- Warfield, Kelly L;
- Plummer, Emily M;
- Sayce, Andrew C;
- Alonzi, Dominic S;
- Tang, William;
- Tyrrell, Beatrice E;
- Hill, Michelle L;
- Caputo, Alessandro T;
- Killingbeck, Sarah S;
- Beatty, P Robert;
- Harris, Eva;
- Iwaki, Ren;
- Kinami, Kyoko;
- Ide, Daisuke;
- Kiappes, JL;
- Kato, Atsushi;
- Buck, Michael D;
- King, Kevin;
- Eddy, William;
- Khaliq, Mansoora;
- Sampath, Aruna;
- Treston, Anthony M;
- Dwek, Raymond A;
- Enterlein, Sven G;
- Miller, Joanna L;
- Zitzmann, Nicole;
- Ramstedt, Urban;
- Shresta, Sujan
The antiviral activity of UV-4 was previously demonstrated against dengue virus serotype 2 (DENV2) in multiple mouse models.

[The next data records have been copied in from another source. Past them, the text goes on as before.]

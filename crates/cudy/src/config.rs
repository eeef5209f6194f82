//! `GlobalOpts`-aware wrappers around `cudy_config`.
//!
//! Flags override the profile; with no profile at all, `--host` and a
//! password are enough to build a `RouterConfig`.

use std::time::Duration;

use cudy_config::{Config, Profile};
use cudy_core::RouterConfig;
use secrecy::SecretString;

use crate::cli::GlobalOpts;
use crate::error::CliError;

/// Resolve the active profile name from CLI flags and config.
pub fn active_profile_name(global: &GlobalOpts, config: &Config) -> String {
    global
        .profile
        .clone()
        .or_else(|| config.default_profile.clone())
        .unwrap_or_else(|| "default".into())
}

/// Apply flag overrides on top of a profile.
fn apply_overrides(profile: &mut Profile, global: &GlobalOpts) {
    if let Some(ref host) = global.host {
        profile.host.clone_from(host);
    }
    if let Some(ref username) = global.username {
        profile.username.clone_from(username);
    }
    if global.https {
        profile.use_https = true;
    }
    if global.model.is_some() {
        profile.model = global.model;
    }
    if global.verify_tls {
        profile.verify_tls = true;
    }
    if global.timeout.is_some() {
        profile.timeout = global.timeout;
    }
}

/// Build the `RouterConfig` for this invocation: config file, profile, then
/// CLI flags. Returns the profile name alongside.
pub fn build_router_config(global: &GlobalOpts) -> Result<(String, RouterConfig), CliError> {
    let cfg = cudy_config::load_config_or_default();
    let profile_name = active_profile_name(global, &cfg);

    let mut profile = match cfg.profiles.get(&profile_name) {
        Some(profile) => profile.clone(),
        None if global.host.is_some() => Profile {
            username: "admin".into(),
            ..Profile::default()
        },
        None if global.profile.is_some() => {
            return Err(CliError::ProfileNotFound {
                name: profile_name,
                available: available_profiles(&cfg),
            });
        }
        None => {
            return Err(CliError::NoConfig {
                path: cudy_config::config_path().display().to_string(),
            });
        }
    };
    apply_overrides(&mut profile, global);

    let password = match global.password {
        Some(ref pw) => SecretString::from(pw.clone()),
        None => cudy_config::resolve_password(&profile, &profile_name)?,
    };
    let config = cudy_config::router_config(&profile, &cfg.defaults, password)?;
    Ok((profile_name, config))
}

/// Comma-separated profile names, or `(none)`.
pub fn available_profiles(cfg: &Config) -> String {
    if cfg.profiles.is_empty() {
        "(none)".into()
    } else {
        cfg.profiles.keys().cloned().collect::<Vec<_>>().join(", ")
    }
}

/// Same config with background polling at `interval`.
pub fn with_polling(mut config: RouterConfig, interval: Duration) -> RouterConfig {
    config.poll_interval = interval;
    config
}

#[cfg(test)]
#[allow(clippy::unwrap_used)]
mod tests {
    use clap::Parser;
    use cudy_core::ModelFamily;

    use super::*;
    use crate::cli::Cli;

    fn global(args: &[&str]) -> GlobalOpts {
        let mut argv = vec!["cudy"];
        argv.extend_from_slice(args);
        argv.push("detect");
        Cli::try_parse_from(argv).unwrap().global
    }

    #[test]
    fn flags_override_profile() {
        let mut profile = Profile {
            host: "192.168.10.1".into(),
            username: "admin".into(),
            ..Profile::default()
        };
        apply_overrides(
            &mut profile,
            &global(&["-H", "10.0.0.1", "-u", "root", "--https", "-m", "p5"]),
        );
        assert_eq!(profile.host, "10.0.0.1");
        assert_eq!(profile.username, "root");
        assert!(profile.use_https);
        assert_eq!(profile.model, Some(ModelFamily::P5));
        assert_eq!(profile.timeout, None);
    }

    #[test]
    fn listing_profiles() {
        let mut cfg = Config::default();
        assert_eq!(available_profiles(&cfg), "(none)");
        cfg.profiles.insert("home".into(), Profile::default());
        cfg.profiles.insert("office".into(), Profile::default());
        assert_eq!(available_profiles(&cfg), "home, office");
    }
}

Herein, step-wise minimal effective dose and therapeutic window of efficacy studies of UV-4B (UV-4 hydrochloride salt) were conducted in an antibody-dependent enhancement (ADE) mouse model of severe DENV2 infection in AG129 mice lacking types I and II interferon receptors. Significant survival benefit was demonstrated with 10-20 mg/kg of UV-4B administered thrice daily (TID) for seven days with initiation of treatment up to 48 h after infection. UV-4B also reduced infectious virus production in in vitro antiviral activity assays against all four DENV serotypes, including clinical isolates. A set of purified enzyme, in vitro, and in vivo studies demonstrated that inhibition of endoplasmic reticulum (ER) α-glucosidases and not the glycosphingolipid pathway appears to be responsible for the antiviral activity of UV-4B against DENV. Along with a comprehensive safety package, these and previously published data provided support for an Investigational New Drug (IND) filing and Phases 1 and 2 clinical trials for UV-4B with an indication of acute dengue disease.